— ACTIVITY —
Starting at the line with "clock.set(Timestamp::from_secs_f32(4.0));" in it, reproduce each line below through the last one, exactly, and include nothing else.

*** MATERIAL SUPPLIED ***

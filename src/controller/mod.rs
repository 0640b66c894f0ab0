//! Controller subsystem for gamepad monitoring
//!
//! 1. [`listener`] - applies connect/disconnect events to the registry
//! 2. [`registry`] - tracked devices under a single lock
//! 3. [`poll_loop`] - periodic readings, edge detection and haptics
//! 4. [`controller_handle`] - spawning and shutdown of the above
//!
//! # Architecture
//!
//! ```text
//! Platform ──► Poll Loop ──[ConnectionEvent]──► Listener ──► Registry
//!                  │                                            ▲
//!                  └───────────── for_each per tick ────────────┘
//! ```

pub mod controller_handle;
pub mod device;
pub mod edge;
pub mod listener;
pub mod poll_loop;
pub mod registry;

pub use controller_handle::{ControllerError, ControllerHandle, ControllerSettings};
pub use device::{DeviceHandle, DeviceInfo, TrackedDevice, VidPid};
pub use listener::{ConnectionEvent, ConnectionListener};
pub use poll_loop::{PollLoop, PollReport, PollStats, TickOutcome};
pub use registry::{AddOutcome, DeviceRegistry};
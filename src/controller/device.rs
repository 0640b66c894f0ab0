use std::fmt;

use crate::controller::edge::EdgeDetector;
use crate::haptics::{ChannelSelector, Vibration};

/// Display name used when the platform has no metadata for a device
pub const GENERIC_DEVICE_NAME: &str = "Generic Xbox Gamepad";

/// Opaque, non-owning reference to a platform device
///
/// Two handles are equal exactly when they refer to the same physical device.
#[derive(Clone, Copy, Debug, PartialEq, Eq, Hash, PartialOrd, Ord)]
pub struct DeviceHandle(usize);

impl DeviceHandle {
    pub const fn new(raw: usize) -> Self {
        Self(raw)
    }

    pub fn raw(self) -> usize {
        self.0
    }
}

impl fmt::Display for DeviceHandle {
    fn fmt(&self, f: &mut fmt::Formatter<'_>) -> fmt::Result {
        write!(f, "#{}", self.0)
    }
}

/// USB vendor/product id pair
#[derive(Clone, Copy, Debug, Default, PartialEq, Eq, Hash)]
pub struct VidPid {
    pub vendor_id: u16,
    pub product_id: u16,
}

impl VidPid {
    pub const fn new(vendor_id: u16, product_id: u16) -> Self {
        Self {
            vendor_id,
            product_id,
        }
    }
}

impl fmt::Display for VidPid {
    fn fmt(&self, f: &mut fmt::Formatter<'_>) -> fmt::Result {
        write!(
            f,
            "(VID:0x{:04x} PID:0x{:04x})",
            self.vendor_id, self.product_id
        )
    }
}

/// Identifying metadata reported by the platform
#[derive(Clone, Debug, Default, PartialEq, Eq)]
pub struct DeviceInfo {
    pub name: Option<String>,
    pub vid_pid: Option<VidPid>,
}

impl DeviceInfo {
    pub fn new(name: impl Into<String>, vid_pid: VidPid) -> Self {
        Self {
            name: Some(name.into()),
            vid_pid: Some(vid_pid),
        }
    }

    /// Device without extended metadata
    pub fn generic() -> Self {
        Self::default()
    }
}

/// A connected device and the state the poll loop keeps for it
#[derive(Clone, Debug)]
pub struct TrackedDevice {
    pub handle: DeviceHandle,
    pub name: String,
    pub vid_pid: VidPid,

    // Poll state
    pub last_timestamp: u64,
    pub edge: EdgeDetector,
    pub selector: ChannelSelector,
    pub vibration: Vibration,
}

impl TrackedDevice {
    /// Creates an entry with default poll state, filling in placeholders for
    /// missing metadata
    pub fn new(handle: DeviceHandle, info: DeviceInfo) -> Self {
        let name = info
            .name
            .filter(|name| !name.trim().is_empty())
            .unwrap_or_else(|| GENERIC_DEVICE_NAME.to_string());

        Self {
            handle,
            name,
            vid_pid: info.vid_pid.unwrap_or_default(),
            last_timestamp: 0,
            edge: EdgeDetector::default(),
            selector: ChannelSelector::default(),
            vibration: Vibration::default(),
        }
    }
}

#[cfg(test)]
mod tests {
    use super::*;

    #[test]
    fn vid_pid_renders_as_padded_hex() {
        assert_eq!(
            VidPid::new(0x045e, 0x2ea).to_string(),
            "(VID:0x045e PID:0x02ea)"
        );
        assert_eq!(VidPid::default().to_string(), "(VID:0x0000 PID:0x0000)");
    }

    #[test]
    fn missing_metadata_falls_back_to_placeholders() {
        let device = TrackedDevice::new(DeviceHandle::new(3), DeviceInfo::generic());
        assert_eq!(device.name, GENERIC_DEVICE_NAME);
        assert_eq!(device.vid_pid, VidPid::default());
        assert_eq!(device.last_timestamp, 0);

        let blank = DeviceInfo {
            name: Some("  ".to_string()),
            vid_pid: None,
        };
        let device = TrackedDevice::new(DeviceHandle::new(4), blank);
        assert_eq!(device.name, GENERIC_DEVICE_NAME);
    }

    #[test]
    fn reported_metadata_is_kept() {
        let info = DeviceInfo::new("Xbox Wireless Controller", VidPid::new(0x045e, 0x0b13));
        let device = TrackedDevice::new(DeviceHandle::new(0), info);
        assert_eq!(device.name, "Xbox Wireless Controller");
        assert_eq!(device.vid_pid.product_id, 0x0b13);
    }
}
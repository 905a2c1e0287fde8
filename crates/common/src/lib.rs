//! Shared value types for radar blip synchronization.
//!
//! Everything in here is plain data: identifiers, 2D transforms, colors,
//! blip shapes, timestamps and the drop diagnostics hook. Server and client
//! crates both build on these.

pub mod diagnostics;
pub mod time;
pub mod types;

pub use diagnostics::{DropObserver, DropReason, NoopObserver};
pub use time::{Clock, ManualClock, MonotonicClock, Timestamp};
pub use types::{BlipShape, EntityId, MapId, Rgba8, Transform2};
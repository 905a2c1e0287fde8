use std::cell::Cell;
use std::ops::Add;
use std::time::{Duration, Instant};

/// A point on a monotonic timeline, measured from the clock's origin.
#[derive(Debug, Clone, Copy, Default, PartialEq, Eq, Hash, PartialOrd, Ord)]
pub struct Timestamp(Duration);

impl Timestamp {
    pub const ZERO: Self = Self(Duration::ZERO);

    pub fn from_duration(since_origin: Duration) -> Self {
        Self(since_origin)
    }

    pub fn from_millis(ms: u64) -> Self {
        Self(Duration::from_millis(ms))
    }

    pub fn from_secs_f32(secs: f32) -> Self {
        Self(Duration::from_secs_f32(secs))
    }

    pub fn as_duration(&self) -> Duration {
        self.0
    }

    /// Time elapsed since `earlier`, or zero if `earlier` is in the future.
    pub fn saturating_since(&self, earlier: Timestamp) -> Duration {
        self.0.saturating_sub(earlier.0)
    }
}

impl Add<Duration> for Timestamp {
    type Output = Timestamp;

    fn add(self, rhs: Duration) -> Self::Output {
        Timestamp(self.0 + rhs)
    }
}

/// Source of monotonic time.
pub trait Clock {
    fn now(&self) -> Timestamp;
}

/// Wall clock backed by [`Instant`], origin at construction.
#[derive(Debug, Clone, Copy)]
pub struct MonotonicClock {
    origin: Instant,
}

impl MonotonicClock {
    pub fn new() -> Self {
        Self {
            origin: Instant::now(),
        }
    }
}

impl Default for MonotonicClock {
    fn default() -> Self {
        Self::new()
    }
}

impl Clock for MonotonicClock {
    fn now(&self) -> Timestamp {
        Timestamp(self.origin.elapsed())
    }
}

/// Hand-driven clock for tests and simulations.
#[derive(Debug, Default)]
pub struct ManualClock {
    now: Cell<Timestamp>,
}

impl ManualClock {
    pub fn new(start: Timestamp) -> Self {
        Self {
            now: Cell::new(start),
        }
    }

    pub fn set(&self, now: Timestamp) {
        self.now.set(now);
    }

    pub fn advance(&self, by: Duration) {
        self.now.set(self.now.get() + by);
    }
}

impl Clock for ManualClock {
    fn now(&self) -> Timestamp {
        self.now.get()
    }
}

impl<C: Clock + ?Sized> Clock for &C {
    fn now(&self) -> Timestamp {
        (**self).now()
    }
}

#[cfg(test)]
mod tests {
    use super::*;

    #[test]
    fn saturating_since_never_underflows() {
        let early = Timestamp::from_millis(100);
        let late = Timestamp::from_millis(350);
        assert_eq!(late.saturating_since(early), Duration::from_millis(250));
        assert_eq!(early.saturating_since(late), Duration::ZERO);
    }

    #[test]
    fn manual_clock_advances() {
        let clock = ManualClock::new(Timestamp::ZERO);
        clock.advance(Duration::from_millis(40));
        clock.advance(Duration::from_millis(60));
        assert_eq!(clock.now(), Timestamp::from_millis(100));
        clock.set(Timestamp::from_secs_f32(4.0));
        assert_eq!(clock.now().as_duration(), Duration::from_secs(4));
    }

    #[test]
    fn monotonic_clock_does_not_go_backwards() {
        let clock = MonotonicClock::new();
        let a = clock.now();
        let b = clock.now();
        assert!(b >= a);
    }
}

***

— EXERCISE SOLUTION —
        clock.set(Timestamp::from_secs_f32(4.0));
        assert_eq!(clock.now().as_duration(), Duration::from_secs(4));
    }

    #[test]
    fn monotonic_clock_does_not_go_backwards() {
        let clock = MonotonicClock::new();
        let a = clock.now();
        let b = clock.now();
        assert!(b >= a);
    }
}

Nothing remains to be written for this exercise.